The AMD GPU Operator v1.3.0 release introduces new features, most notably of which is support for GPU partitioning on MI300 series GPUs with the new Device Config Manager component.

Release Highlights

  • Support for configuring, scheduling & monitoring GPU compute & memory partitions

    A new component called Device-Config-Manager enables configuration of GPU partitions.

  • XGMI & PCIE Topology Aware GPU workload scheduling

    Local topology-aware scheduling has been implemented to prioritize scheduling GPUs and GPU partitions from the same node or same GPU if possible.
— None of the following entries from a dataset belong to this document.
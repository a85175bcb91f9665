//! Core domain traits for dependency inversion.
//!
//! These traits define contracts between layers without depending on
//! concrete implementations. They enable:
//! - Testability via mock implementations
//! - Flexibility to swap implementations
//! - Clear API boundaries

use crate::domain::types::Segment;
use anyhow::Result;

/// Speech-to-text transcription abstraction.
///
/// Implementors convert audio samples to ordered text segments.
pub trait Transcription {
    /// Transcribe audio samples to text segments.
    ///
    /// # Arguments
    /// * `samples` - Audio samples at 16kHz mono
    /// * `language` - Language code (e.g. "en", "ar"); `None` means auto-detect
    fn transcribe(&self, samples: &[f32], language: Option<&str>) -> Result<Vec<Segment>>;

    /// Get the name/path of the loaded model.
    fn model_name(&self) -> Option<String>;
}

/// Voice activity detection abstraction.
///
/// Implementors classify fixed-size audio frames as speech or non-speech.
///
/// Note: Uses `&self` with interior mutability pattern to allow
/// implementations to use `RefCell` or similar for thread-local state.
pub trait VoiceDetection {
    /// Check if an audio frame contains speech.
    ///
    /// # Arguments
    /// * `frame` - Audio frame at 16kHz mono, `frame_size()` samples long
    fn is_speech(&self, frame: &[f32]) -> Result<bool>;

    /// Number of samples per analysis frame at 16kHz.
    fn frame_size(&self) -> usize;

    /// Reset internal state before scanning a new buffer.
    fn reset(&self);
}

#[cfg(test)]
mod tests {
    use super::*;

    /// Test implementation of Transcription.
    struct TestTranscription;

    impl Transcription for TestTranscription {
        fn transcribe(&self, _samples: &[f32], _language: Option<&str>) -> Result<Vec<Segment>> {
            Ok(vec![Segment::new("hello", 0.0, 1.0)])
        }

        fn model_name(&self) -> Option<String> {
            Some("test".to_string())
        }
    }

    #[test]
    fn test_transcription_trait() {
        let stt = TestTranscription;
        let segments = stt.transcribe(&[0.0; 100], None).unwrap();
        assert_eq!(segments.len(), 1);
        assert_eq!(segments[0].text, "hello");
        assert_eq!(stt.model_name().as_deref(), Some("test"));
    }
}
//! Silero VAD - Neural network-based Voice Activity Detection.
//!
//! Uses the voice_activity_detector crate which bundles the Silero ONNX model.
//! More accurate than WebRTC VAD, especially in noisy environments.

use crate::domain::traits::VoiceDetection;
use anyhow::Result;
use std::cell::RefCell;
use voice_activity_detector::VoiceActivityDetector as SileroVad;

const SAMPLE_RATE_HZ: u32 = 16000;
/// Chunk size for Silero VAD at 16kHz (must be 512 samples per V5 model requirements)
const CHUNK_SIZE: usize = 512;

/// Silero-based Voice Activity Detector.
///
/// Uses a neural network model for more accurate speech detection.
///
/// # Thread Safety
///
/// This type is intentionally `!Send` and `!Sync` because the underlying
/// model uses RefCell for interior mutability. Create a new instance for
/// each thread that needs VAD functionality.
pub struct SileroVoiceDetector {
    vad: RefCell<SileroVad>,
    threshold: f32,
}

impl SileroVoiceDetector {
    /// Create a new Silero VAD instance with the default threshold.
    pub fn new() -> Result<Self> {
        Self::with_threshold(0.5)
    }

    /// Create a new Silero VAD instance with a custom speech probability
    /// threshold (0.0-1.0).
    pub fn with_threshold(threshold: f32) -> Result<Self> {
        let vad = SileroVad::builder()
            .sample_rate(SAMPLE_RATE_HZ)
            .chunk_size(CHUNK_SIZE)
            .build()
            .map_err(|e| anyhow::anyhow!("Failed to create Silero VAD: {}", e))?;

        Ok(Self {
            vad: RefCell::new(vad),
            threshold,
        })
    }

    /// Get the configured speech probability threshold.
    pub fn threshold(&self) -> f32 {
        self.threshold
    }
}

impl VoiceDetection for SileroVoiceDetector {
    fn is_speech(&self, frame: &[f32]) -> Result<bool> {
        if frame.is_empty() {
            return Ok(false);
        }

        let mut vad = self.vad.borrow_mut();

        // Process samples in chunks of CHUNK_SIZE
        // Return true if any chunk has probability above threshold
        for chunk in frame.chunks(CHUNK_SIZE) {
            let probability = vad.predict(chunk.iter().copied());
            if probability >= self.threshold {
                return Ok(true);
            }
        }

        Ok(false)
    }

    fn frame_size(&self) -> usize {
        CHUNK_SIZE
    }

    fn reset(&self) {
        self.vad.borrow_mut().reset();
    }
}

#[cfg(test)]
mod tests {
    use super::*;

    #[test]
    fn test_silero_vad_new() {
        let vad = SileroVoiceDetector::new();
        assert!(vad.is_ok());
    }

    #[test]
    fn test_silero_vad_with_threshold() {
        let vad = SileroVoiceDetector::with_threshold(0.7);
        assert!(vad.is_ok());
        assert_eq!(vad.unwrap().threshold(), 0.7);
    }

    #[test]
    fn test_silero_vad_frame_size() {
        let vad = SileroVoiceDetector::new().unwrap();
        assert_eq!(vad.frame_size(), CHUNK_SIZE);
    }

    #[test]
    fn test_silero_vad_silence_not_speech() {
        let vad = SileroVoiceDetector::new().unwrap();
        // 1 second of silence
        let silence = vec![0.0f32; SAMPLE_RATE_HZ as usize];
        let result = vad.is_speech(&silence).unwrap();
        assert!(!result, "Silence should not be detected as speech");
    }

    #[test]
    fn test_silero_vad_empty_frame() {
        let vad = SileroVoiceDetector::new().unwrap();
        let result = vad.is_speech(&[]).unwrap();
        assert!(!result);
    }

    #[test]
    fn test_silero_vad_reset() {
        let vad = SileroVoiceDetector::new().unwrap();
        vad.reset();

        let silence = vec![0.0f32; CHUNK_SIZE];
        let result = vad.is_speech(&silence).unwrap();
        assert!(!result);
    }
}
  • Device-Metrics-Exporter enhancements

    a. New exporter metrics generated by ROCm profiler
    b. Ability to add user-defined Pod labels on the exported metrics
    c. Ability to prefix all metric names with user defined prefix

  • DeviceConfig creation via Helm install

    Installing the GPU Operator via Helm will now also install a default DeviceConfig custom resource. Use --set crds.defaultCR.install=false flag to skip this during the Helm install if desired.

Platform Support

  • No new platform support has been added in this release. While the GPU Operator now supports OpenShift 4.17, the newly introduced features in this release (GPU Health Monitoring, Automatic Driver & Component Upgrade, and Test Runner) are currently only available for vanilla Kubernetes deployments. These features are not yet supported on OpenShift, and OpenShift support will be introduced in the next minor release.

Documentation Updates

  • Updated Release notes detailing new features in v1.3.0.
  • New section added describing the new Device Config Manager component responsible for configuring GPU partitions on GPU worker nodes.
  • Updated GPU Operator install instructions to include the default DeviceConfig custom resource that gets created and how to skip installing it if desired.

Known Limitations

  • The Device Config Manager is currently only supported on Kubernetes. We will be adding a Debian package to support bare metal installations in the next release of DCM. For the time being
  1. The Device Config Manager requires running a docker container if you wish to run it in standalone mode (without Kubernetes).

    • Impact: Users wishing to use a standalone version of the Device Config Manager will need to run a standalone docker image and configure the partitions using config.json file.
    • Root Cause: DCM does not currently support standalone installation via a Debian package like other standalone components of the GPU Operator. We will be adding a Debian package to support standalone bare metal installations in the next release of DCM.
    • Recommendation: Those wishing to use GPU partitioning in a bare metal environment should instead use the standalone docker image for DCM. Alternatively users can use amd-smi to change partitioning modes. See amdgpu-docs documentation for how to do this.
  2. The GPU Operator will report an error when ROCm driver install version doesn't match the version string in the Radeon Repo.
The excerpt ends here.